Paul closes this chapter with a crescendo that has echoed through every century since he wrote it:

“Behold, I tell you a mystery; we will not all sleep, but we will all be changed, in a moment, in the twinkling of an eye, at the last trumpet; for the trumpet will sound, and the dead will be raised imperishable, and we will be changed. For this perishable must put on the imperishable, and this mortal must put on immortality. But when this perishable will have put on the imperishable, and this mortal will have put on immortality, then will come about the saying that is written, ‘Death is swallowed up in victory. O death, where is your victory? O death, where is your sting?’”

— 1 Corinthians 15:51–55 (NASB)

A mystery — something previously hidden, now revealed. Not everyone will die before Christ returns, but everyone will be changed. And the change will not be gradual. It will happen in a moment — en atomo, in the Greek, from which we get the word “atom.” An indivisible instant. The smallest possible unit of time. In the twinkling of an eye. That fast.

And when it happens, Paul reaches back to the prophets. “Death is swallowed up in victory” — drawn from Isaiah 25:8. “O death, where is your victory? O death, where is your sting?” — echoing Hosea 13:14. The taunting language is deliberate. Death, which has terrified humanity since Eden, is being mocked. It is being addressed directly and told: you lose. You had your moment, and it’s over. The perishable has put on the imperishable. The mortal has put on immortality. And you, death, have nothing left.
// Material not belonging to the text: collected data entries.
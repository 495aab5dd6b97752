//! Domain objects: runs, the functions and tasks they execute, and runnables.

mod credentials;
mod events;
mod runnable;

pub use credentials::Credentials;
pub use events::{RunChangedEvent, RunnableChangedEvent, RunnableMonitorObject};
pub use runnable::{
    ContainerTemplate, ContextRef, ContextSource, CoreEnv, CoreResource, CoreVolume,
    CronJobWorkload, CustomResourceWorkload, DeploymentWorkload, BuildWorkload, JobWorkload,
    PodLog, PodMetric, ResourceQuantity, Runnable, ServePort, ServeWorkload, ServiceType,
    VolumeType, Workload,
};

use std::fmt;
use std::str::FromStr;

use chrono::{DateTime, Utc};
use serde::{Deserialize, Serialize};
use serde_json::{Map, Value};

use crate::lifecycle::RunState;

/// Opaque key-value document carried by functions, tasks and runs.
pub type SpecMap = Map<String, Value>;

/// A persisted request to execute a task against a function.
#[derive(Debug, Clone, PartialEq, Serialize, Deserialize)]
#[serde(rename_all = "camelCase")]
pub struct Run {
    pub id: String,
    pub project: String,
    /// Selects the runtime, e.g. `container+run`.
    pub kind: String,
    /// Task reference, e.g. `container+job://project/function:version`.
    pub task: String,
    #[serde(default)]
    pub spec: SpecMap,
    #[serde(default)]
    pub status: SpecMap,
    #[serde(default)]
    pub state: RunState,
    pub created: DateTime<Utc>,
    pub updated: DateTime<Utc>,
    #[serde(default)]
    pub owner: Option<String>,
}

impl Run {
    pub fn new(
        project: impl Into<String>,
        kind: impl Into<String>,
        task: impl Into<String>,
        spec: SpecMap,
    ) -> Self {
        let now = Utc::now();
        Self {
            id: uuid::Uuid::new_v4().simple().to_string(),
            project: project.into(),
            kind: kind.into(),
            task: task.into(),
            spec,
            status: SpecMap::new(),
            state: RunState::Created,
            created: now,
            updated: now,
            owner: None,
        }
    }

    pub fn task_ref(&self) -> Result<TaskRef, crate::Error> {
        self.task.parse()
    }

    /// Framework that realizes this run, once a runnable was produced.
    pub fn framework(&self) -> Option<&str> {
        self.status.get("framework").and_then(Value::as_str)
    }

    pub fn touch(&mut self) {
        self.updated = Utc::now();
    }
}

/// The logical unit of code or image being executed.
#[derive(Debug, Clone, PartialEq, Serialize, Deserialize)]
#[serde(rename_all = "camelCase")]
pub struct Function {
    pub id: String,
    pub project: String,
    pub name: String,
    /// Runtime name, e.g. `container`.
    pub kind: String,
    #[serde(default)]
    pub spec: SpecMap,
}

/// A named execution mode of a function.
#[derive(Debug, Clone, PartialEq, Serialize, Deserialize)]
#[serde(rename_all = "camelCase")]
pub struct Task {
    pub id: String,
    pub project: String,
    /// Full task kind, e.g. `container+job`.
    pub kind: String,
    #[serde(default)]
    pub spec: SpecMap,
}

/// Parsed task reference: `<runtime>+<task>://<project>/<function>[:<version>]`.
#[derive(Debug, Clone, PartialEq, Eq)]
pub struct TaskRef {
    pub runtime: String,
    pub task: String,
    pub project: String,
    pub function: String,
    pub version: Option<String>,
}

impl TaskRef {
    /// Full task kind, e.g. `container+job`.
    pub fn kind(&self) -> String {
        format!("{}+{}", self.runtime, self.task)
    }
}

impl FromStr for TaskRef {
    type Err = crate::Error;

    fn from_str(s: &str) -> Result<Self, Self::Err> {
        let invalid = || crate::Error::InvalidArgument(format!("invalid task reference: {s}"));

        let (kind, path) = s.split_once("://").ok_or_else(invalid)?;
        let (runtime, task) = kind.split_once('+').ok_or_else(invalid)?;
        let (project, function) = path.split_once('/').ok_or_else(invalid)?;
        let (function, version) = match function.split_once(':') {
            Some((name, version)) => (name, Some(version.to_string())),
            None => (function, None),
        };

        if [runtime, task, project, function].iter().any(|p| p.is_empty()) {
            return Err(invalid());
        }

        Ok(Self {
            runtime: runtime.to_string(),
            task: task.to_string(),
            project: project.to_string(),
            function: function.to_string(),
            version,
        })
    }
}

impl fmt::Display for TaskRef {
    fn fmt(&self, f: &mut fmt::Formatter<'_>) -> fmt::Result {
        write!(
            f,
            "{}+{}://{}/{}",
            self.runtime, self.task, self.project, self.function
        )?;
        if let Some(version) = &self.version {
            write!(f, ":{version}")?;
        }
        Ok(())
    }
}

#[cfg(test)]
mod tests {
    use super::*;

    #[test]
    fn parses_task_reference() {
        let task: TaskRef = "container+job://demo/hello:abc123".parse().unwrap();
        assert_eq!(task.runtime, "container");
        assert_eq!(task.task, "job");
        assert_eq!(task.kind(), "container+job");
        assert_eq!(task.project, "demo");
        assert_eq!(task.function, "hello");
        assert_eq!(task.version.as_deref(), Some("abc123"));
        assert_eq!(task.to_string(), "container+job://demo/hello:abc123");
    }

    #[test]
    fn task_reference_without_version() {
        let task: TaskRef = "container+serve://demo/api".parse().unwrap();
        assert_eq!(task.version, None);
        assert_eq!(task.to_string(), "container+serve://demo/api");
    }

    #[test]
    fn rejects_malformed_task_reference() {
        for bad in ["", "container://demo/x", "container+job:/demo/x", "container+job://demo"] {
            assert!(bad.parse::<TaskRef>().is_err(), "{bad}");
        }
    }

    #[test]
    fn new_run_starts_created() {
        let run = Run::new("demo", "container+run", "container+job://demo/hello", SpecMap::new());
        assert_eq!(run.state, RunState::Created);
        assert!(!run.id.is_empty());
        assert_eq!(run.framework(), None);
    }
}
That word “swallowed up” — katapino — is the same word Paul used in 2 Corinthians 5:4, the passage we just walked through in the last chapter. Mortality swallowed up by life. Death swallowed up in victory. The same consuming, overwhelming, totaling force. Death doesn’t negotiate a truce. It gets swallowed whole.

And then the final line — the one Paul leaves ringing in the ears of every believer who has read this chapter with aching joints and fading strength and a body that reminds them every day that the tent is coming down:

“Therefore, my beloved brethren, be steadfast, immovable, always abounding in the work of the Lord, knowing that your toil is not in vain in the Lord.”

— 1 Corinthians 15:58 (NASB)

Be steadfast. Be immovable. Keep working. Because everything you do in the Lord — every prayer, every act of service, every morning you get up and choose faith over fear — is not in vain.

The body that aches while you do it is a seed.

And what’s coming out of the ground is glory.